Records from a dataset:
//! Immutable board snapshot with functional placement

use std::fmt;

use super::{Cell, Mark, Pos};

/// Positional snapshot of a w×h grid plus game metadata.
///
/// A `Board` is never mutated after construction. Applying a move produces
/// a fresh successor via [`Board::place`], so the search can hold many
/// sibling boards derived from the same predecessor.
#[derive(Debug, Clone, PartialEq, Eq)]
pub struct Board {
    width: u8,
    height: u8,
    win_len: u8,
    to_move: Mark,
    /// Cached terminal value: +1 if X just completed a run, -1 for O, 0 otherwise.
    utility: i8,
    cells: Vec<Option<Mark>>,
    occupied: u16,
}

/// Canonical cache key: the full cell assignment plus the mark to move.
///
/// Deliberately excludes derived fields (utility, counts) so two boards
/// compare equal exactly when their positions are interchangeable.
#[derive(Debug, Clone, PartialEq, Eq, Hash)]
pub struct StateKey {
    cells: Vec<Option<Mark>>,
    to_move: Mark,
}

impl Board {
    /// Create the empty initial board with `to_move` as the first mover.
    pub fn new(width: u8, height: u8, win_len: u8, to_move: Mark) -> Self {
        Self {
            width,
            height,
            win_len,
            to_move,
            utility: 0,
            cells: vec![None; width as usize * height as usize],
            occupied: 0,
        }
    }

    #[inline]
    pub fn width(&self) -> u8 {
        self.width
    }

    #[inline]
    pub fn height(&self) -> u8 {
        self.height
    }

    /// Run length required to win
    #[inline]
    pub fn win_len(&self) -> u8 {
        self.win_len
    }

    /// The mark that moves next
    #[inline]
    pub fn to_move(&self) -> Mark {
        self.to_move
    }

    /// Raw cached utility from X's perspective (+1 X win, -1 O win, 0 otherwise)
    #[inline]
    pub fn raw_utility(&self) -> i8 {
        self.utility
    }

    /// Query a square by signed coordinates.
    ///
    /// Out-of-bounds coordinates report [`Cell::Off`] rather than panicking,
    /// which lets line scans walk past the edge and stop naturally.
    #[inline]
    pub fn at(&self, row: i32, col: i32) -> Cell {
        if row < 0 || row >= i32::from(self.height) || col < 0 || col >= i32::from(self.width) {
            return Cell::Off;
        }
        match self.cells[row as usize * self.width as usize + col as usize] {
            Some(mark) => Cell::Taken(mark),
            None => Cell::Empty,
        }
    }

    #[inline]
    pub fn get(&self, pos: Pos) -> Cell {
        self.at(i32::from(pos.row), i32::from(pos.col))
    }

    /// Check if a square is in bounds and unoccupied
    #[inline]
    pub fn is_empty(&self, pos: Pos) -> bool {
        self.get(pos) == Cell::Empty
    }

    #[inline]
    pub fn in_bounds(&self, pos: Pos) -> bool {
        pos.row < self.height && pos.col < self.width
    }

    #[inline]
    pub fn occupied_count(&self) -> u16 {
        self.occupied
    }

    #[inline]
    pub fn total_cells(&self) -> u16 {
        u16::from(self.width) * u16::from(self.height)
    }

    #[inline]
    pub fn is_full(&self) -> bool {
        self.occupied == self.total_cells()
    }

    /// All unoccupied squares in row-major order.
    pub fn empty_squares(&self) -> Vec<Pos> {
        let mut moves = Vec::with_capacity((self.total_cells() - self.occupied) as usize);
        for (idx, cell) in self.cells.iter().enumerate() {
            if cell.is_none() {
                let row = (idx / self.width as usize) as u8;
                let col = (idx % self.width as usize) as u8;
                moves.push(Pos::new(row, col));
            }
        }
        moves
    }

    /// Produce the successor board: place the active mark on `pos` and flip
    /// the turn. Utility stays 0; the caller evaluates the win condition on
    /// the successor and seals it with [`Board::with_utility`].
    ///
    /// The square must be in bounds and empty; game-rule validation happens
    /// in the caller.
    pub(crate) fn place(&self, pos: Pos) -> Board {
        debug_assert!(self.is_empty(pos));
        let mut cells = self.cells.clone();
        cells[pos.row as usize * self.width as usize + pos.col as usize] = Some(self.to_move);
        Board {
            width: self.width,
            height: self.height,
            win_len: self.win_len,
            to_move: self.to_move.opponent(),
            utility: 0,
            cells,
            occupied: self.occupied + 1,
        }
    }

    /// Seal the terminal value of a freshly placed board.
    pub(crate) fn with_utility(mut self, utility: i8) -> Board {
        self.utility = utility;
        self
    }

    /// Canonical key identifying this position for the transposition cache.
    pub fn key(&self) -> StateKey {
        StateKey {
            cells: self.cells.clone(),
            to_move: self.to_move,
        }
    }
}

impl fmt::Display for Board {
    fn fmt(&self, f: &mut fmt::Formatter<'_>) -> fmt::Result {
        for row in 0..self.height {
            for col in 0..self.width {
                if col > 0 {
                    write!(f, " ")?;
                }
                match self.get(Pos::new(row, col)) {
                    Cell::Taken(mark) => write!(f, "{mark}")?,
                    _ => write!(f, ".")?,
                }
            }
            writeln!(f)?;
        }
        Ok(())
    }
}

» **Exercise directions**
Reproduce each entry from the records above, character for character.

» **Output of the task**
//! Immutable board snapshot with functional placement

use std::fmt;

use super::{Cell, Mark, Pos};

/// Positional snapshot of a w×h grid plus game metadata.
///
/// A `Board` is never mutated after construction. Applying a move produces
/// a fresh successor via [`Board::place`], so the search can hold many
/// sibling boards derived from the same predecessor.
#[derive(Debug, Clone, PartialEq, Eq)]
pub struct Board {
    width: u8,
    height: u8,
    win_len: u8,
    to_move: Mark,
    /// Cached terminal value: +1 if X just completed a run, -1 for O, 0 otherwise.
    utility: i8,
    cells: Vec<Option<Mark>>,
    occupied: u16,
}

/// Canonical cache key: the full cell assignment plus the mark to move.
///
/// Deliberately excludes derived fields (utility, counts) so two boards
/// compare equal exactly when their positions are interchangeable.
#[derive(Debug, Clone, PartialEq, Eq, Hash)]
pub struct StateKey {
    cells: Vec<Option<Mark>>,
    to_move: Mark,
}

impl Board {
    /// Create the empty initial board with `to_move` as the first mover.
    pub fn new(width: u8, height: u8, win_len: u8, to_move: Mark) -> Self {
        Self {
            width,
            height,
            win_len,
            to_move,
            utility: 0,
            cells: vec![None; width as usize * height as usize],
            occupied: 0,
        }
    }

    #[inline]
    pub fn width(&self) -> u8 {
        self.width
    }

    #[inline]
    pub fn height(&self) -> u8 {
        self.height
    }

    /// Run length required to win
    #[inline]
    pub fn win_len(&self) -> u8 {
        self.win_len
    }

    /// The mark that moves next
    #[inline]
    pub fn to_move(&self) -> Mark {
        self.to_move
    }

    /// Raw cached utility from X's perspective (+1 X win, -1 O win, 0 otherwise)
    #[inline]
    pub fn raw_utility(&self) -> i8 {
        self.utility
    }

    /// Query a square by signed coordinates.
    ///
    /// Out-of-bounds coordinates report [`Cell::Off`] rather than panicking,
    /// which lets line scans walk past the edge and stop naturally.
    #[inline]
    pub fn at(&self, row: i32, col: i32) -> Cell {
        if row < 0 || row >= i32::from(self.height) || col < 0 || col >= i32::from(self.width) {
            return Cell::Off;
        }
        match self.cells[row as usize * self.width as usize + col as usize] {
            Some(mark) => Cell::Taken(mark),
            None => Cell::Empty,
        }
    }

    #[inline]
    pub fn get(&self, pos: Pos) -> Cell {
        self.at(i32::from(pos.row), i32::from(pos.col))
    }

    /// Check if a square is in bounds and unoccupied
    #[inline]
    pub fn is_empty(&self, pos: Pos) -> bool {
        self.get(pos) == Cell::Empty
    }

    #[inline]
    pub fn in_bounds(&self, pos: Pos) -> bool {
        pos.row < self.height && pos.col < self.width
    }

    #[inline]
    pub fn occupied_count(&self) -> u16 {
        self.occupied
    }

    #[inline]
    pub fn total_cells(&self) -> u16 {
        u16::from(self.width) * u16::from(self.height)
    }

    #[inline]
    pub fn is_full(&self) -> bool {
        self.occupied == self.total_cells()
    }

    /// All unoccupied squares in row-major order.
    pub fn empty_squares(&self) -> Vec<Pos> {
        let mut moves = Vec::with_capacity((self.total_cells() - self.occupied) as usize);
        for (idx, cell) in self.cells.iter().enumerate() {
            if cell.is_none() {
                let row = (idx / self.width as usize) as u8;
                let col = (idx % self.width as usize) as u8;
                moves.push(Pos::new(row, col));
            }
        }
        moves
    }

    /// Produce the successor board: place the active mark on `pos` and flip
    /// the turn. Utility stays 0; the caller evaluates the win condition on
    /// the successor and seals it with [`Board::with_utility`].
    ///
    /// The square must be in bounds and empty; game-rule validation happens
    /// in the caller.
    pub(crate) fn place(&self, pos: Pos) -> Board {
        debug_assert!(self.is_empty(pos));
        let mut cells = self.cells.clone();
        cells[pos.row as usize * self.width as usize + pos.col as usize] = Some(self.to_move);
        Board {
            width: self.width,
            height: self.height,
            win_len: self.win_len,
            to_move: self.to_move.opponent(),
            utility: 0,
            cells,
            occupied: self.occupied + 1,
        }
    }

    /// Seal the terminal value of a freshly placed board.
    pub(crate) fn with_utility(mut self, utility: i8) -> Board {
        self.utility = utility;
        self
    }

    /// Canonical key identifying this position for the transposition cache.
    pub fn key(&self) -> StateKey {
        StateKey {
            cells: self.cells.clone(),
            to_move: self.to_move,
        }
    }
}

impl fmt::Display for Board {
    fn fmt(&self, f: &mut fmt::Formatter<'_>) -> fmt::Result {
        for row in 0..self.height {
            for col in 0..self.width {
                if col > 0 {
                    write!(f, " ")?;
                }
                match self.get(Pos::new(row, col)) {
                    Cell::Taken(mark) => write!(f, "{mark}")?,
                    _ => write!(f, ".")?,
                }
            }
            writeln!(f)?;
        }
        Ok(())
    }
}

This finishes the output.